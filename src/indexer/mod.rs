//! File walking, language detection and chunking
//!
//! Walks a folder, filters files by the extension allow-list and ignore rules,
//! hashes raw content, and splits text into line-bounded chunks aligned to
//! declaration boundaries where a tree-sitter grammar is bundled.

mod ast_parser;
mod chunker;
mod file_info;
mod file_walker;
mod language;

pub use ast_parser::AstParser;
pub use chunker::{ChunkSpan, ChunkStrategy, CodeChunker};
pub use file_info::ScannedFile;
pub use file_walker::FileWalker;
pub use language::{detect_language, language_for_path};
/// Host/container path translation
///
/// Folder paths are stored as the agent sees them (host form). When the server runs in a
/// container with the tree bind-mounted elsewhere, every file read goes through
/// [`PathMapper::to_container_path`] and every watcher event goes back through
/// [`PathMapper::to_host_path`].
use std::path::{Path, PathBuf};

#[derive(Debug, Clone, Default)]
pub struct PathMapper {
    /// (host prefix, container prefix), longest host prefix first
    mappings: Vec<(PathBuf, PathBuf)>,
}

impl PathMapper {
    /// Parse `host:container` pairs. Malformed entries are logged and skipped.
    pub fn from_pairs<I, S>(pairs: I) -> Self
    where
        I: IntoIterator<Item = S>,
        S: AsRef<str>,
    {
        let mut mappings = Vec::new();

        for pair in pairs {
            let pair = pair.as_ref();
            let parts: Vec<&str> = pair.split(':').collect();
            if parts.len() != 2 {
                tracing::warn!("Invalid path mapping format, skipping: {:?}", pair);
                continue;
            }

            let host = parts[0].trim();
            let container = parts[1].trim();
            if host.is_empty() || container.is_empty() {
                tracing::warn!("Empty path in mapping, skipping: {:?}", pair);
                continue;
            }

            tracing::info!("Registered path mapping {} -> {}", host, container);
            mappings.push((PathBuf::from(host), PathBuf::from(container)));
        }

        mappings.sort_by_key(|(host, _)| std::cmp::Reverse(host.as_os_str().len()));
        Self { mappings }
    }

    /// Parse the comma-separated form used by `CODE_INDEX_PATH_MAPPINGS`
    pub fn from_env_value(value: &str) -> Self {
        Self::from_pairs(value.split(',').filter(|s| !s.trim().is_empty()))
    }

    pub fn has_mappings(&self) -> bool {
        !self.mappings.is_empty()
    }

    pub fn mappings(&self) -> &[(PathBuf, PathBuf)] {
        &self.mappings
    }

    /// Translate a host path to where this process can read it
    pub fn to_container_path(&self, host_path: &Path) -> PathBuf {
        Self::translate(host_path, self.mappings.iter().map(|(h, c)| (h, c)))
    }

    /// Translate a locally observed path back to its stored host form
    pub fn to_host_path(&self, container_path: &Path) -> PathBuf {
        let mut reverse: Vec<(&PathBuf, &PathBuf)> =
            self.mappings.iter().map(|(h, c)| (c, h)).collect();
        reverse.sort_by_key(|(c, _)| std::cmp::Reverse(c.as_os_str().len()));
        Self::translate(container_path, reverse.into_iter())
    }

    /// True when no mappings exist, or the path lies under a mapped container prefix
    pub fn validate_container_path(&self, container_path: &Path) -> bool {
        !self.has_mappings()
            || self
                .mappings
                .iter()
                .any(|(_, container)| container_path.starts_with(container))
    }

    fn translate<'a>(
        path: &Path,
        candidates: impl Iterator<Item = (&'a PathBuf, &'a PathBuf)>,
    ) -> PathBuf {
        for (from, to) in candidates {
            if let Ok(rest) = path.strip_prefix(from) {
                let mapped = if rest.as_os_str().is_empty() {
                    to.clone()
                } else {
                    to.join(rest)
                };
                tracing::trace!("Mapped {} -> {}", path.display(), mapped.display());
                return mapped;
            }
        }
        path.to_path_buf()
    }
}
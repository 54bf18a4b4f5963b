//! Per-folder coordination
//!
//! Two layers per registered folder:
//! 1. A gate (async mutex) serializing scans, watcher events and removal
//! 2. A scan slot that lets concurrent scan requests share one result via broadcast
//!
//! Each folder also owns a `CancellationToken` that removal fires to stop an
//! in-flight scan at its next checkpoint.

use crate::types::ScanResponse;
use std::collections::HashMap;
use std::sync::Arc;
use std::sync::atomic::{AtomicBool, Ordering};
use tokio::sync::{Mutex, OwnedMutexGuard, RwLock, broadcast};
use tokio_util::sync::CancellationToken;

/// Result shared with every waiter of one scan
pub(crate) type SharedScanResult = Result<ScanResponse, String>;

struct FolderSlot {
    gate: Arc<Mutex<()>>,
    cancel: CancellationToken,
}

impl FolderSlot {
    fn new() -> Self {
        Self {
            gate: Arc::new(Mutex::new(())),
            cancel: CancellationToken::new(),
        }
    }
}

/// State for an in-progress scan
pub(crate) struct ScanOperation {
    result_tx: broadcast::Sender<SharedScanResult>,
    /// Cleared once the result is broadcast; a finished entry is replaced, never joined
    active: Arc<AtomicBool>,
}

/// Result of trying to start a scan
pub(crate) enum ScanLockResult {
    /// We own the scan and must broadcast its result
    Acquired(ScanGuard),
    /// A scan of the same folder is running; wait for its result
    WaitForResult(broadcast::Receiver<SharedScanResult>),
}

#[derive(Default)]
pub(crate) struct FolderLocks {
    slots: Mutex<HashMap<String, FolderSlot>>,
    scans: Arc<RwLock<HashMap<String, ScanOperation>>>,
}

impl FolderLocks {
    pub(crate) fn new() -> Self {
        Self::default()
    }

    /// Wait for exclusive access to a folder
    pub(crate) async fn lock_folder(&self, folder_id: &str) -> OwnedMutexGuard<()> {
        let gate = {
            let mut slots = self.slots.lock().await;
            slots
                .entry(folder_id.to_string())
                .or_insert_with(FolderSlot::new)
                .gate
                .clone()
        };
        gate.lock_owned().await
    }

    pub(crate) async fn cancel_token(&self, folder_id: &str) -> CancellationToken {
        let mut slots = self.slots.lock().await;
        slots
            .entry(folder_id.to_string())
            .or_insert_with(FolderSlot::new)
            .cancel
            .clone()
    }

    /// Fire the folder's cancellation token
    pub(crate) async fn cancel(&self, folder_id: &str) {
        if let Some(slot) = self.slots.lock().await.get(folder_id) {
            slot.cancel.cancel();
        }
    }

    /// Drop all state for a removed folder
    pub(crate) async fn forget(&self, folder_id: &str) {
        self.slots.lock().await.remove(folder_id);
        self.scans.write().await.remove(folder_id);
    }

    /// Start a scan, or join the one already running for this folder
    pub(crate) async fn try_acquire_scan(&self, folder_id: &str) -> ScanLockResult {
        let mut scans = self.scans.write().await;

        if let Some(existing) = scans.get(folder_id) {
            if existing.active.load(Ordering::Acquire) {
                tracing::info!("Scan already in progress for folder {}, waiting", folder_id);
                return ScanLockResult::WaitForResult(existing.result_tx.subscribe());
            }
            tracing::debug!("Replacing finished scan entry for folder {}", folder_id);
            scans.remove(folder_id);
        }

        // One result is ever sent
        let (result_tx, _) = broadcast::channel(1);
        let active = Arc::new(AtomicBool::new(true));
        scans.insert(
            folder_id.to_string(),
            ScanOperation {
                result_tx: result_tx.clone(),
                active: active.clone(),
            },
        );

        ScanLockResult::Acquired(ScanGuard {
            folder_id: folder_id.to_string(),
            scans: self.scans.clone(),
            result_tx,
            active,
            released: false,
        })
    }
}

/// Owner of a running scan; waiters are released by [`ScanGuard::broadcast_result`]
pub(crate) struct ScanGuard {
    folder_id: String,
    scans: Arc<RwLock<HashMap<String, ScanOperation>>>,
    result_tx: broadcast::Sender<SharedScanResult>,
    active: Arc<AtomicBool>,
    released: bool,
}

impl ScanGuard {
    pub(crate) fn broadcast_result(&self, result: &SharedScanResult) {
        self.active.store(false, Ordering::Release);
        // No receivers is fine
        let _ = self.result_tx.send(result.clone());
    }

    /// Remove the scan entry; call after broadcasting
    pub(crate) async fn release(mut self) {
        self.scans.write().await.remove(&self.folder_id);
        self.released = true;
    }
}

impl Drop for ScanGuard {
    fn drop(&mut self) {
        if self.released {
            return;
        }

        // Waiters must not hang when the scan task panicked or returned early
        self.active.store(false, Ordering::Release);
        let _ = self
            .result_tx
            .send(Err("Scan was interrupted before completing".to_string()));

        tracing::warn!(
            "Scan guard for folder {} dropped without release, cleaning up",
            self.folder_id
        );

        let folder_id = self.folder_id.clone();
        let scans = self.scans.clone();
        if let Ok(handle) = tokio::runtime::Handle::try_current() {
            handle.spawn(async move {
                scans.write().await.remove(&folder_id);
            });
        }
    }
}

Problem statement:
Please go through the material and return each line where the word "struct" appears.

Answer to this task:
pub struct PathMapper {
struct FolderSlot {
pub(crate) struct ScanOperation {
pub(crate) struct FolderLocks {
pub(crate) struct ScanGuard {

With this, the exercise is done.